The downsides of raster data are:

  • very large file sizes as cell size gets smaller
  • currently popular formats don’t embed metadata well (more on this later!)
  • can be difficult to represent complex information

Important Attributes of Raster Data

Extent

The spatial extent is the geographic area that the raster data covers. The spatial extent of an object represents the geographic edge or location that is the furthest north, south, east and west. In other words, extent represents the overall geographic coverage of the spatial object.

spatial extent objects
Spatial extent image (Image Source: National Ecological Observatory Network (NEON))

Extent Challenge

In the image above, the dashed boxes around each set of objects seems to imply that the three objects have the same extent. Is this accurate? If not, which object(s) have a different extent?

The lines and polygon objects have the same extent. The extent for the points object is smaller in the vertical direction than the other two because there are no points on the line at y = 8.

Resolution

A resolution of a raster represents the area on the ground that each pixel of the raster covers. The image below illustrates the effect of changes in resolution.

resolution image
Resolution image (Source: National Ecological Observatory Network (NEON))

Raster Data Format for this Workshop

Raster data can come in many different formats. For this workshop, we will use the GeoTIFF format which has the extension .tif, since this is one of the most common formats to be used. A .tif file stores metadata or attributes about the file as embedded tif tags. For instance, your camera might store a tag that describes the make and model of the camera or the date the photo was taken when it saves a .tif. A GeoTIFF is a standard .tif image format with additional spatial (georeferencing) information embedded in the file as tags. These tags include the following raster metadata:

  1. Extent
  2. Resolution
  3. Coordinate Reference System (CRS) - we will introduce this concept in a later episode
  4. Values that represent missing data (NoDataValue) - we will introduce this concept in a later episode.

We will discuss these attributes in more detail in a later episode. In that episode, we will also learn how to use Python to extract raster attributes from a GeoTIFF file.

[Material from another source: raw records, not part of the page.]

// Copyright (c) Microsoft Corporation.
// Licensed under the MIT License.

use crate::builtins::utils::{ensure_args_count, ensure_set};
use crate::builtins::{Builtin, BuiltinContext};
use crate::value::{Term, Value};
use crate::Rc;

use std::collections::{BTreeSet, HashMap};

use anyhow::Result;

pub fn register(m: &mut HashMap<&'static str, Builtin>) {
    m.insert("and", Builtin::new("and", 2, and));
    m.insert("or", Builtin::new("or", 2, or));
    m.insert("intersection", Builtin::new("intersection", 1, intersection_of_set_of_sets));
    m.insert("union", Builtin::new("union", 1, union_of_set_of_sets));
}

fn and(ctx: &BuiltinContext, args: &[Value]) -> Result<Option<Value>> {
    ensure_args_count(ctx, args, 2)?;
    let s1 = ensure_set(ctx, &args[0])?;
    let s2 = ensure_set(ctx, &args[1])?;
    Ok(Some(Value::Set(Rc::new(
        s1.intersection(s2).cloned().collect(),
    ))))
}

fn or(ctx: &BuiltinContext, args: &[Value]) -> Result<Option<Value>> {
    ensure_args_count(ctx, args, 2)?;
    let s1 = ensure_set(ctx, &args[0])?;
    let s2 = ensure_set(ctx, &args[1])?;
    Ok(Some(Value::Set(Rc::new(s1.union(s2).cloned().collect()))))
}

fn member_sets<'a>(ctx: &BuiltinContext, v: &'a Value) -> Result<Vec<&'a BTreeSet<Term>>> {
    let mut sets = vec![];
    for s in ensure_set(ctx, v)?.iter() {
        match &s.value {
            Value::Set(s) => sets.push(s.as_ref()),
            _ => return Err(ctx.error(format!("expects set of sets. Got `{v}`"))),
        }
    }
    Ok(sets)
}

fn intersection_of_set_of_sets(ctx: &BuiltinContext, args: &[Value]) -> Result<Option<Value>> {
    ensure_args_count(ctx, args, 1)?;
    let mut res: Option<BTreeSet<Term>> = None;
    for s in member_sets(ctx, &args[0])? {
        res = Some(match res {
            None => s.clone(),
            Some(r) => r.intersection(s).cloned().collect(),
        });
    }
    Ok(Some(Value::Set(Rc::new(res.unwrap_or_default()))))
}

fn union_of_set_of_sets(ctx: &BuiltinContext, args: &[Value]) -> Result<Option<Value>> {
    ensure_args_count(ctx, args, 1)?;
    let mut res = BTreeSet::new();
    for s in member_sets(ctx, &args[0])? {
        res.extend(s.iter().cloned());
    }
    Ok(Some(Value::Set(Rc::new(res))))
}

More Resources on the .tif format

Multi-band Raster Data

A raster can contain one or more bands. One type of multi-band raster dataset that is familiar to many of us is a color image. A basic color image often consists of three bands: red, green, and blue (RGB). Each band represents light reflected from the red, green or blue portions of the electromagnetic spectrum. The pixel brightness for each band, when composited creates the colors that we see in an image.

multi-band raster
RGB multi-band raster image (Source: National Ecological Observatory Network (NEON).)

We can plot each band of a multi-band image individually.

Or we can composite all three bands together to make a color image.

In a multi-band dataset, the rasters will always have the same extent, resolution, and CRS.

Other Types of Multi-band Raster Data

Multi-band raster data might also contain: 1. Time series: the same variable, over the same area, over time. 2. Multi or hyperspectral imagery: image rasters that have 4 or more (multi-spectral) or more than 10-15 (hyperspectral) bands. We won’t be working with this type of data in this workshop, but you can check out the NEON Data Skills Imaging Spectroscopy HDF5 in R tutorial if you’re interested in working with hyperspectral data cubes.

Key Points

  • Raster data is pixelated data where each pixel is associated with a specific location.
  • Raster data always has an extent and a resolution.
  • The extent is the geographical area covered by a raster.
  • The resolution is the area covered by each pixel of a raster.